Mutational signatures
Mutational signatures were assessed for the 261 tumor samples with elevated mutation rates using all synonsymous and nonsynonymous SNVs and SigProfiler software as previously described. 37,39. In order to limit inter signature bleeding that stems from difficult to decipher flat signatures 39,78 and elucidate the mutational processes that contribute to individual cancer genomes, we first performed de novo extraction of single base substitution (SBS) signatures on both individual tumor types and groups of tumors originating from either lymphoid or myeloid lineages. Discovered signatures were decomposed into COSMIC v3.1 SBS signatures with the inclusion of recently described MMRd signatures 45. We then estimated the contribution of each signature to individual cancer genomes using a nonlinear convex optimization programming solver as previously described 39.
IPSS-M
Clinical parameters of percentage bone marrow blasts, hemoglobin levels, and platelet counts were curated for 101 patients with a MDS diagnosis. We then compiled the somatic genomic alterations (SNVs, Indels, SCNAs) and pathologist reviewed assessment of cytogenetic results to derive IPSS-R cytogenetic risk categories, identify complex karyotype, and encode the gene and chromosome level binary variables as input to the IPSS-M algorithm as previously described. 56
Detection of FLT3-ITDs
De novo detection of FLT3 internal tandem duplications (ITDs) using NGS was data was performed by adding an indel realignment step to aligned BAM files using ABRA2 73 which incorporates high quality soft-clipped reads into the generation of contigs that represent variation from the reference genome.

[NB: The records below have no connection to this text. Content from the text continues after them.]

//! Idempotency Cache
//!
//! Provider deletes are asynchronous and accept a caller-chosen request ID.
//! Retrying a timed-out call with the *same* ID returns the original
//! operation instead of registering a second deletion, so the ID for a
//! (type, identity) pair is kept until the attempt reaches a terminal outcome.
//!
//! Each pair moves through three states:
//!
//! ```text
//! NoAttempt --token()--> InFlight(id) --observe(terminal)--> Terminal
//!     ^                      |   ^                              |
//!     |                      +---+ observe(pending/transient)   |
//!     +---------------------- entry dropped --------------------+
//! ```
//!
//! Terminal is only reported by `observe`; the cache keeps entries for
//! in-flight attempts alone.

use super::ResourceType;
use crate::driver::DeleteStatus;
use crate::error::ProviderError;
use std::collections::HashMap;
use uuid::Uuid;

/// Lifecycle of one delete attempt.
#[derive(Debug, Clone, PartialEq, Eq)]
pub enum AttemptState {
    NoAttempt,
    InFlight(String),
    Terminal,
}

#[derive(Debug, Default)]
pub struct IdempotencyCache {
    attempts: HashMap<(ResourceType, String), AttemptState>,
}

impl IdempotencyCache {
    pub fn new() -> Self {
        Self::default()
    }

    pub fn state(&self, resource_type: ResourceType, identity: &str) -> AttemptState {
        self.attempts
            .get(&(resource_type, identity.to_string()))
            .cloned()
            .unwrap_or(AttemptState::NoAttempt)
    }

    /// Token for the next delete call, created lazily on first attempt.
    pub fn token(&mut self, resource_type: ResourceType, identity: &str) -> String {
        let state = self
            .attempts
            .entry((resource_type, identity.to_string()))
            .or_insert(AttemptState::NoAttempt);

        match state {
            AttemptState::InFlight(token) => token.clone(),
            AttemptState::NoAttempt | AttemptState::Terminal => {
                let token = Uuid::new_v4().to_string();
                *state = AttemptState::InFlight(token.clone());
                token
            }
        }
    }

    /// Drop the token: the attempt is over.
    pub fn reset(&mut self, resource_type: ResourceType, identity: &str) {
        self.attempts.remove(&(resource_type, identity.to_string()));
    }

    /// Apply a provider response. Returns the state after the transition.
    ///
    /// Done and not-found are terminal successes, pending and transient
    /// errors keep the token, anything else is a terminal failure.
    pub fn observe(
        &mut self,
        resource_type: ResourceType,
        identity: &str,
        response: &Result<DeleteStatus, ProviderError>,
    ) -> AttemptState {
        let keep = match response {
            Ok(DeleteStatus::Pending) => true,
            Ok(DeleteStatus::Done) | Ok(DeleteStatus::NotFound) => false,
            Err(err) => err.is_transient(),
        };

        if keep {
            return self.state(resource_type, identity);
        }
        self.reset(resource_type, identity);
        AttemptState::Terminal
    }

    /// Number of attempts currently holding a token.
    pub fn in_flight(&self) -> usize {
        self.attempts
            .values()
            .filter(|s| matches!(s, AttemptState::InFlight(_)))
            .count()
    }
}
//! List filters
//!
//! A [`ListFilter`] is the ownership predicate handed to a driver's `list`.
//! Drivers render it into the provider's filter syntax where the API has
//! one, and always re-check it locally with [`ListFilter::matches`].

use crate::error::TeardownError;
use crate::resource::{normalize_resource_url, CloudResource};

#[derive(Debug, Clone, PartialEq, Eq)]
pub enum ListFilter {
    /// Every resource of the type.
    All,
    /// Name starts with the given prefix.
    NamePrefix(String),
    /// Name equals the given value.
    NameEquals(String),
    /// Resource belongs to the network with this self link.
    Network(String),
}

fn is_name_char(c: char) -> bool {
    c.is_ascii_lowercase() || c.is_ascii_digit() || c == '-'
}

impl ListFilter {
    pub fn name_prefix(prefix: &str) -> Result<Self, TeardownError> {
        if prefix.is_empty() || !prefix.chars().all(is_name_char) {
            return Err(TeardownError::MalformedFilter(format!(
                "invalid name prefix {:?}",
                prefix
            )));
        }
        Ok(Self::NamePrefix(prefix.to_string()))
    }

    pub fn name_equals(name: &str) -> Result<Self, TeardownError> {
        if name.is_empty() || !name.chars().all(is_name_char) {
            return Err(TeardownError::MalformedFilter(format!(
                "invalid resource name {:?}",
                name
            )));
        }
        Ok(Self::NameEquals(name.to_string()))
    }

    pub fn network(url: &str) -> Result<Self, TeardownError> {
        if url.is_empty() || url.contains('"') || url.chars().any(char::is_whitespace) {
            return Err(TeardownError::MalformedFilter(format!(
                "invalid network URL {:?}",
                url
            )));
        }
        Ok(Self::Network(url.to_string()))
    }

    /// Compute Engine filter expression, `None` for [`ListFilter::All`].
    ///
    /// `eq` takes an RE2 expression that must match the whole field.
    pub fn compute_expression(&self) -> Option<String> {
        match self {
            Self::All => None,
            Self::NamePrefix(prefix) => Some(format!("name eq \"{}.*\"", prefix)),
            Self::NameEquals(name) => Some(format!("name eq \"{}\"", name)),
            Self::Network(url) => Some(format!("network eq \"{}\"", url)),
        }
    }

    /// Name prefix usable as a server-side `prefix` parameter.
    pub fn prefix(&self) -> Option<&str> {
        match self {
            Self::NamePrefix(prefix) | Self::NameEquals(prefix) => Some(prefix),
            _ => None,
        }
    }

    pub fn matches(&self, resource: &CloudResource) -> bool {
        match self {
            Self::All => true,
            Self::NamePrefix(prefix) => resource.name.starts_with(prefix.as_str()),
            Self::NameEquals(name) => resource.name == *name,
            Self::Network(url) => resource
                .network
                .as_deref()
                .is_some_and(|n| normalize_resource_url(n) == normalize_resource_url(url)),
        }
    }
}

#[cfg(test)]
mod tests {
    use super::*;
    use crate::resource::ResourceType;

    #[test]
    fn test_malformed_filters_are_rejected() {
        assert!(ListFilter::name_prefix("").is_err());
        assert!(ListFilter::name_prefix("abc\" OR name eq \".*").is_err());
        assert!(ListFilter::name_equals("Upper").is_err());
        assert!(ListFilter::network("a b").is_err());
    }

    #[test]
    fn test_compute_expression() {
        let filter = ListFilter::name_prefix("abc123-").unwrap();
        assert_eq!(filter.compute_expression().unwrap(), "name eq \"abc123-.*\"");
        assert_eq!(ListFilter::All.compute_expression(), None);
    }

    #[test]
    fn test_matches() {
        let fw = CloudResource::new(ResourceType::Firewall, "abc123-api");
        assert!(ListFilter::name_prefix("abc123-").unwrap().matches(&fw));
        assert!(!ListFilter::name_prefix("xyz-").unwrap().matches(&fw));
        assert!(ListFilter::name_equals("abc123-api").unwrap().matches(&fw));

        let route = CloudResource::new(ResourceType::Route, "r")
            .with_network("https://www.googleapis.com/compute/v1/projects/p/global/networks/n");
        let filter = ListFilter::network(
            "https://compute.googleapis.com/compute/v1/projects/p/global/networks/n",
        )
        .unwrap();
        assert!(filter.matches(&route));
        assert!(!filter.matches(&fw));
    }
}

ITDs that were resolved via indel realignment were then identified as part of the somatic variant calling pipeline with either the SomaticIndelDetctor and/or VarDict algorithms.
Data availability
The minimal clinical and somatic alteration data necessary to replicate the findings in the article are publicly available on cBioPortal: https://www.cbioportal.org/study?id=heme_msk_impact_2022
Data Availability
All data produced in the present study are available upon reasonable request to the authors
ACKNOWLEDGEMENTS
We gratefully acknowledge Nicole Degroat, Christine England, Sandy Naupari, Jake Bakas, Yingjuan Xu, Hina Patel, Srushti Kakadiya, Jaclyn Rutter, Justina Almodovar, Daviana Martinez-Osorio, Brandon Gray, Hun Jae Jung, Nelio Chaves, Jada Barbee, Kizzia Perez, Aqib Abass, and Shadia Islam for their important contributions. This research was funded in part through the NIH/NCI Cancer Center Support Grant P30 CA008748.